*** Given entries ***

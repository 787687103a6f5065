use super::report::{Issue, Severity, ValidationReport};
use crate::core::models::geometry::Geometry;
use crate::core::utils::geometry::{center_distance, surface_gap};
use itertools::Itertools;
use std::fmt;
use tracing::{debug, instrument};

pub const DEFAULT_TOLERANCE: f64 = 1e-6;
pub const DEFAULT_THICKNESS_MARGIN: f64 = 0.01;

#[derive(Debug, Clone, Copy, PartialEq, Eq, Hash)]
pub enum GeometryIssueKind {
    SphereOverlap,
    BeamExcessivePenetration,
    ThicknessSafety,
    MissingEndpoint,
    DegenerateBeam,
    UnresolvedRadius,
    UnresolvedThickness,
    /// A value that had to be substituted with a fallback during resolution.
    UnresolvedValue,
}

impl GeometryIssueKind {
    pub fn as_str(&self) -> &'static str {
        match self {
            Self::SphereOverlap => "sphere_overlap",
            Self::BeamExcessivePenetration => "beam_excessive_penetration",
            Self::ThicknessSafety => "thickness_safety",
            Self::MissingEndpoint => "missing_endpoint",
            Self::DegenerateBeam => "degenerate_beam",
            Self::UnresolvedRadius => "unresolved_radius",
            Self::UnresolvedThickness => "unresolved_thickness",
            Self::UnresolvedValue => "unresolved_value",
        }
    }
}

/// One geometric finding. `element_ids` holds the sphere and beam ids involved, in the
/// order the message names them.
#[derive(Debug, Clone, PartialEq)]
pub struct GeometryIssue {
    pub kind: GeometryIssueKind,
    pub severity: Severity,
    pub message: String,
    pub element_ids: Vec<u32>,
}

impl GeometryIssue {
    pub fn error(kind: GeometryIssueKind, message: impl Into<String>, element_ids: Vec<u32>) -> Self {
        Self {
            kind,
            severity: Severity::Error,
            message: message.into(),
            element_ids,
        }
    }

    pub fn warning(kind: GeometryIssueKind, message: impl Into<String>, element_ids: Vec<u32>) -> Self {
        Self {
            kind,
            severity: Severity::Warning,
            message: message.into(),
            element_ids,
        }
    }
}

impl fmt::Display for GeometryIssue {
    fn fmt(&self, f: &mut fmt::Formatter<'_>) -> fmt::Result {
        write!(f, "{}", self.message)
    }
}

impl Issue for GeometryIssue {
    fn severity(&self) -> Severity {
        self.severity
    }

    fn category(&self) -> &'static str {
        self.kind.as_str()
    }

    fn promoted(mut self) -> Self {
        self.severity = Severity::Error;
        self
    }
}

pub type GeometryReport = ValidationReport<GeometryIssue>;

/// Physical consistency checks over a single geometry.
#[derive(Debug, Clone, Copy, PartialEq)]
pub struct GeometryValidator {
    /// Slack allowed before two surfaces count as intersecting.
    pub tolerance: f64,
    /// Minimum clearance between the widest beam radius and the smallest sphere radius.
    pub thickness_margin: f64,
}

impl Default for GeometryValidator {
    fn default() -> Self {
        Self {
            tolerance: DEFAULT_TOLERANCE,
            thickness_margin: DEFAULT_THICKNESS_MARGIN,
        }
    }
}

impl GeometryValidator {
    pub fn new(tolerance: f64, thickness_margin: f64) -> Self {
        Self {
            tolerance,
            thickness_margin,
        }
    }

    #[instrument(skip_all, name = "geometry_validation")]
    pub fn validate(&self, geometry: &Geometry) -> GeometryReport {
        let mut report = GeometryReport::new();

        self.check_sphere_overlaps(geometry, &mut report);
        self.check_beam_connections(geometry, &mut report);
        self.check_thickness_safety(geometry, &mut report);

        debug!(
            spheres = geometry.spheres.len(),
            beams = geometry.beams.len(),
            errors = report.errors.len(),
            warnings = report.warnings.len(),
            "Geometry validation finished."
        );
        report
    }

    fn check_sphere_overlaps(&self, geometry: &Geometry, report: &mut GeometryReport) {
        for (a, b) in geometry.spheres.iter().tuple_combinations() {
            let (first, second) = if a.id <= b.id { (a, b) } else { (b, a) };
            let ids = vec![first.id.0, second.id.0];

            let (Some(r1), Some(r2)) = (first.radius, second.radius) else {
                report.push(GeometryIssue::warning(
                    GeometryIssueKind::UnresolvedRadius,
                    format!(
                        "Spheres {} and {}: radius unresolved, overlap check skipped",
                        first.id, second.id
                    ),
                    ids,
                ));
                continue;
            };

            let distance = center_distance(&first.position, &second.position);
            let min_distance = r1 + r2;
            if distance < min_distance - self.tolerance {
                report.push(GeometryIssue::error(
                    GeometryIssueKind::SphereOverlap,
                    format!(
                        "Spheres {} and {} overlap: center distance {:.6} < radius sum {:.6}",
                        first.id, second.id, distance, min_distance
                    ),
                    ids,
                ));
            }
        }
    }

    fn check_beam_connections(&self, geometry: &Geometry, report: &mut GeometryReport) {
        for beam in &geometry.beams {
            let [id1, id2] = beam.endpoints;
            let (Some(s1), Some(s2)) = (geometry.sphere(id1), geometry.sphere(id2)) else {
                report.push(GeometryIssue::error(
                    GeometryIssueKind::MissingEndpoint,
                    format!(
                        "Beam {} references a sphere that does not exist ({} - {})",
                        beam.id, id1, id2
                    ),
                    vec![beam.id.0, id1.0, id2.0],
                ));
                continue;
            };

            let distance = center_distance(&s1.position, &s2.position);
            if distance < self.tolerance {
                report.push(GeometryIssue::warning(
                    GeometryIssueKind::DegenerateBeam,
                    format!(
                        "Beam {} has zero length: spheres {} and {} share a center",
                        beam.id, s1.id, s2.id
                    ),
                    vec![beam.id.0, s1.id.0, s2.id.0],
                ));
            }

            if beam.thickness.is_none() {
                report.push(GeometryIssue::warning(
                    GeometryIssueKind::UnresolvedThickness,
                    format!("Beam {}: thickness unresolved, connection check skipped", beam.id),
                    vec![beam.id.0],
                ));
                continue;
            }
            let (Some(r1), Some(r2)) = (s1.radius, s2.radius) else {
                report.push(GeometryIssue::warning(
                    GeometryIssueKind::UnresolvedRadius,
                    format!(
                        "Beam {}: endpoint radius unresolved, connection check skipped",
                        beam.id
                    ),
                    vec![beam.id.0, s1.id.0, s2.id.0],
                ));
                continue;
            };

            let gap = surface_gap(&s1.position, r1, &s2.position, r2);
            if gap < -self.tolerance {
                report.push(GeometryIssue::error(
                    GeometryIssueKind::BeamExcessivePenetration,
                    format!(
                        "Beam {} connects overlapping spheres {} and {} (surface gap {:.6})",
                        beam.id, s1.id, s2.id, gap
                    ),
                    vec![beam.id.0, s1.id.0, s2.id.0],
                ));
            }
        }
    }

    fn check_thickness_safety(&self, geometry: &Geometry, report: &mut GeometryReport) {
        let widest_beam = geometry
            .beams
            .iter()
            .filter_map(|b| b.radius().map(|r| (b, r)))
            .max_by(|a, b| a.1.total_cmp(&b.1));
        let smallest_sphere = geometry
            .spheres
            .iter()
            .filter_map(|s| s.radius.map(|r| (s, r)))
            .min_by(|a, b| a.1.total_cmp(&b.1));

        let (Some((beam, beam_radius)), Some((sphere, sphere_radius))) =
            (widest_beam, smallest_sphere)
        else {
            return;
        };

        let limit = sphere_radius - self.thickness_margin;
        if beam_radius > limit {
            report.push(GeometryIssue::error(
                GeometryIssueKind::ThicknessSafety,
                format!(
                    "Beam {} radius {:.6} exceeds sphere {} radius {:.6} minus margin {}",
                    beam.id, beam_radius, sphere.id, sphere_radius, self.thickness_margin
                ),
                vec![beam.id.0, sphere.id.0],
            ));
        }
    }
}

*** End of Given entries ***

**Exercise objective**.
Your answer should be one number: the count of lines in the data above that include the word "Clone".

**Answer to the problem**.
3